Dois cidadãos chineses capturados por forças ucranianas afirmaram que se alistaram no Exército russo após serem influenciados por vídeos atraentes no Douyin — a versão chinesa do TikTok. Wang Guangjun, de 34 anos, ex-terapeuta ocupacional, e Zhang Renbo, de 27, ex-bombeiro, deram um longo depoimento à imprensa internacional em Kiev. Ambos alegam que foram enganados por promessas de trabalho longe do front e expuseram como o imaginário popular chinês sobre a vida militar e a retórica de amizade com a Rússia contribuíram para suas decisões.

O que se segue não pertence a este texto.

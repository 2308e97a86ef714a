//! Configuration loading and typed config structures for Angkot Radar.
//!
//! The canonical configuration lives in `angkot-config.yaml` at the project
//! root. Every field has a default, so an empty or missing file yields a
//! working tracker centred on Jakarta.

use std::path::Path;
use std::time::Duration;

use angkot_types::{Attributes, Coordinate};
use serde::Deserialize;

use crate::proximity::{
    DEFAULT_MAX_AGE_MS, DEFAULT_RADIUS_KM, DEFAULT_SEARCH_RADIUS_KM, ProximityParams,
};

/// Errors that can occur when loading configuration.
#[derive(Debug, thiserror::Error)]
pub enum ConfigError {
    /// Failed to read the configuration file from disk.
    #[error("failed to read config file: {source}")]
    Io {
        /// The underlying I/O error.
        #[from]
        source: std::io::Error,
    },

    /// Failed to parse YAML content.
    #[error("failed to parse config YAML: {source}")]
    Yaml {
        /// The underlying YAML parse error.
        source: serde_yml::Error,
    },

    /// A value parsed but is outside its allowed range.
    #[error("invalid config value: {0}")]
    Invalid(String),
}

impl From<serde_yml::Error> for ConfigError {
    fn from(source: serde_yml::Error) -> Self {
        Self::Yaml { source }
    }
}

/// Top-level configuration, mirroring `angkot-config.yaml`.
#[derive(Debug, Clone, Default, PartialEq, Deserialize)]
pub struct RadarConfig {
    /// Proximity thresholds and timer intervals.
    #[serde(default)]
    pub tracking: TrackingConfig,

    /// Where the observer sits before the first fix.
    #[serde(default)]
    pub location: LocationConfig,

    /// Vehicle metadata published while in driver mode.
    #[serde(default)]
    pub driver: DriverConfig,

    /// Observer API binding.
    #[serde(default)]
    pub observer: ObserverConfig,

    /// Logging configuration.
    #[serde(default)]
    pub logging: LoggingConfig,
}

impl RadarConfig {
    /// Load configuration from a YAML file at the given path.
    ///
    /// `OBSERVER_PORT` overrides `observer.port` when set to a valid port.
    ///
    /// # Errors
    ///
    /// Returns [`ConfigError::Io`] if the file cannot be read,
    /// [`ConfigError::Yaml`] if the content is not valid YAML, or
    /// [`ConfigError::Invalid`] if a value is out of range.
    pub fn from_file(path: &Path) -> Result<Self, ConfigError> {
        let contents = std::fs::read_to_string(path)?;
        Self::parse(&contents)
    }

    /// Parse configuration from a YAML string.
    ///
    /// # Errors
    ///
    /// Returns [`ConfigError::Yaml`] if the string is not valid YAML, or
    /// [`ConfigError::Invalid`] if a value is out of range.
    pub fn parse(yaml: &str) -> Result<Self, ConfigError> {
        // serde_yml reads an empty document as unit rather than a map.
        let mut config: Self = if yaml.trim().is_empty() {
            Self::default()
        } else {
            serde_yml::from_str(yaml)?
        };
        config.observer.apply_env_overrides();
        config.validate()?;
        Ok(config)
    }

    /// Check value ranges.
    ///
    /// # Errors
    ///
    /// Returns [`ConfigError::Invalid`] naming the first offending field.
    pub fn validate(&self) -> Result<(), ConfigError> {
        let t = &self.tracking;
        if !(t.radius_km.is_finite() && t.radius_km > 0.0) {
            return Err(invalid("tracking.radius_km must be a positive number"));
        }
        if !(t.search_radius_km.is_finite() && t.search_radius_km > 0.0) {
            return Err(invalid("tracking.search_radius_km must be a positive number"));
        }
        if !(t.marker_radius_factor.is_finite() && t.marker_radius_factor >= 1.0) {
            return Err(invalid("tracking.marker_radius_factor must be at least 1"));
        }
        if t.max_age_ms <= 0 {
            return Err(invalid("tracking.max_age_ms must be positive"));
        }
        if t.poll_interval_ms == 0 {
            return Err(invalid("tracking.poll_interval_ms must be non-zero"));
        }
        if t.cleanup_interval_ms == 0 {
            return Err(invalid("tracking.cleanup_interval_ms must be non-zero"));
        }
        if !self.location.default_position().is_finite() {
            return Err(invalid("location default coordinates must be finite"));
        }
        Ok(())
    }
}

fn invalid(message: &str) -> ConfigError {
    ConfigError::Invalid(message.to_owned())
}

/// Proximity thresholds and timer intervals.
#[derive(Debug, Clone, PartialEq, Deserialize)]
pub struct TrackingConfig {
    /// Detection radius in kilometers.
    #[serde(default = "default_radius_km")]
    pub radius_km: f64,

    /// Reports older than this many milliseconds are hidden.
    #[serde(default = "default_max_age_ms")]
    pub max_age_ms: i64,

    /// Radius of the nearest-vehicle search in kilometers.
    #[serde(default = "default_search_radius_km")]
    pub search_radius_km: f64,

    /// Markers are shown up to `radius_km * marker_radius_factor`.
    #[serde(default = "default_marker_radius_factor")]
    pub marker_radius_factor: f64,

    /// How often the self report is published in driver mode.
    #[serde(default = "default_poll_interval_ms")]
    pub poll_interval_ms: u64,

    /// How often stale peers are reported for upstream deletion.
    #[serde(default = "default_cleanup_interval_ms")]
    pub cleanup_interval_ms: u64,
}

impl TrackingConfig {
    /// Thresholds for the proximity engine.
    pub const fn proximity_params(&self) -> ProximityParams {
        ProximityParams {
            radius_km: self.radius_km,
            max_age_ms: self.max_age_ms,
            search_radius_km: self.search_radius_km,
        }
    }

    /// Radius inside which peers get a map marker.
    pub fn marker_radius_km(&self) -> f64 {
        self.radius_km * self.marker_radius_factor
    }

    /// Self-report publishing period.
    pub const fn poll_interval(&self) -> Duration {
        Duration::from_millis(self.poll_interval_ms)
    }

    /// Stale-peer cleanup period.
    pub const fn cleanup_interval(&self) -> Duration {
        Duration::from_millis(self.cleanup_interval_ms)
    }
}

impl Default for TrackingConfig {
    fn default() -> Self {
        Self {
            radius_km: default_radius_km(),
            max_age_ms: default_max_age_ms(),
            search_radius_km: default_search_radius_km(),
            marker_radius_factor: default_marker_radius_factor(),
            poll_interval_ms: default_poll_interval_ms(),
            cleanup_interval_ms: default_cleanup_interval_ms(),
        }
    }
}

/// Default observer position.
#[derive(Debug, Clone, PartialEq, Deserialize)]
pub struct LocationConfig {
    /// Latitude used until the first fix.
    #[serde(default = "default_lat")]
    pub default_lat: f64,

    /// Longitude used until the first fix.
    #[serde(default = "default_lng")]
    pub default_lng: f64,
}

impl LocationConfig {
    /// The default position as a [`Coordinate`].
    pub const fn default_position(&self) -> Coordinate {
        Coordinate::new(self.default_lat, self.default_lng)
    }
}

impl Default for LocationConfig {
    fn default() -> Self {
        Self {
            default_lat: default_lat(),
            default_lng: default_lng(),
        }
    }
}

/// Vehicle metadata attached to the self report.
#[derive(Debug, Clone, PartialEq, Eq, Deserialize)]
pub struct DriverConfig {
    /// Kind of vehicle, e.g. `angkot`.
    #[serde(default = "default_vehicle_type")]
    pub vehicle_type: String,

    /// License plate shown to riders.
    #[serde(default)]
    pub plate_number: Option<String>,

    /// Route name shown to riders.
    #[serde(default = "default_route")]
    pub route: String,
}

impl DriverConfig {
    /// Attributes in the feed's field naming.
    pub fn attributes(&self) -> Attributes {
        let mut attributes = Attributes::new();
        attributes.insert(
            "vehicleType".to_owned(),
            serde_json::Value::from(self.vehicle_type.as_str()),
        );
        attributes.insert(
            "route".to_owned(),
            serde_json::Value::from(self.route.as_str()),
        );
        if let Some(plate) = &self.plate_number {
            attributes.insert(
                "plateNumber".to_owned(),
                serde_json::Value::from(plate.as_str()),
            );
        }
        attributes
    }
}

impl Default for DriverConfig {
    fn default() -> Self {
        Self {
            vehicle_type: default_vehicle_type(),
            plate_number: None,
            route: default_route(),
        }
    }
}

/// Observer API binding.
#[derive(Debug, Clone, PartialEq, Eq, Deserialize)]
pub struct ObserverConfig {
    /// Host address to bind.
    #[serde(default = "default_observer_host")]
    pub host: String,

    /// TCP port to listen on.
    #[serde(default = "default_observer_port")]
    pub port: u16,
}

impl ObserverConfig {
    /// Apply environment variable overrides.
    pub fn apply_env_overrides(&mut self) {
        if let Some(port) = std::env::var("OBSERVER_PORT")
            .ok()
            .and_then(|v| v.parse().ok())
        {
            self.port = port;
        }
    }
}

impl Default for ObserverConfig {
    fn default() -> Self {
        Self {
            host: default_observer_host(),
            port: default_observer_port(),
        }
    }
}

/// Logging configuration.
#[derive(Debug, Clone, PartialEq, Eq, Deserialize)]
pub struct LoggingConfig {
    /// Default `tracing` filter when `RUST_LOG` is unset.
    #[serde(default = "default_log_level")]
    pub level: String,

    /// Emit JSON log lines instead of human-readable text.
    #[serde(default)]
    pub json: bool,
}

impl Default for LoggingConfig {
    fn default() -> Self {
        Self {
            level: default_log_level(),
            json: false,
        }
    }
}

const fn default_radius_km() -> f64 {
    DEFAULT_RADIUS_KM
}

const fn default_max_age_ms() -> i64 {
    DEFAULT_MAX_AGE_MS
}

const fn default_search_radius_km() -> f64 {
    DEFAULT_SEARCH_RADIUS_KM
}

const fn default_marker_radius_factor() -> f64 {
    2.0
}

const fn default_poll_interval_ms() -> u64 {
    10_000
}

const fn default_cleanup_interval_ms() -> u64 {
    60_000
}

const fn default_lat() -> f64 {
    -6.2088
}

const fn default_lng() -> f64 {
    106.8456
}

fn default_vehicle_type() -> String {
    "angkot".to_owned()
}

fn default_route() -> String {
    "Kampung Melayu - Tanah Abang".to_owned()
}

fn default_observer_host() -> String {
    "0.0.0.0".to_owned()
}

const fn default_observer_port() -> u16 {
    8080
}

fn default_log_level() -> String {
    "info".to_owned()
}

Segundo Wang, a crise econômica causada pela pandemia o deixou vulnerável a propostas tentadoras nas redes sociais, onde vídeos glorificavam o poderio militar russo e prometiam funções de apoio médico. Zhang, por sua vez, viajou a Moscou supostamente para atuar na construção civil, mas foi transferido para o front após poucos dias de treinamento. Os dois denunciaram que perderam o controle de seus destinos assim que assinaram o alistamento, sendo enviados diretamente para zonas de combate em Donetsk.
Durante a coletiva, Wang fez um apelo direto a seus compatriotas: “Não participem desta luta.” O episódio lança luz sobre uma nova dimensão da guerra — a do recrutamento transnacional movido por desinformação nas redes sociais. Enquanto a Ucrânia estima que mais de 150 chineses estejam lutando ao lado da Rússia, Pequim rebateu as declarações como “irresponsáveis” e reafirmou sua posição oficial de que cidadãos chineses devem se manter afastados de áreas de conflito armado.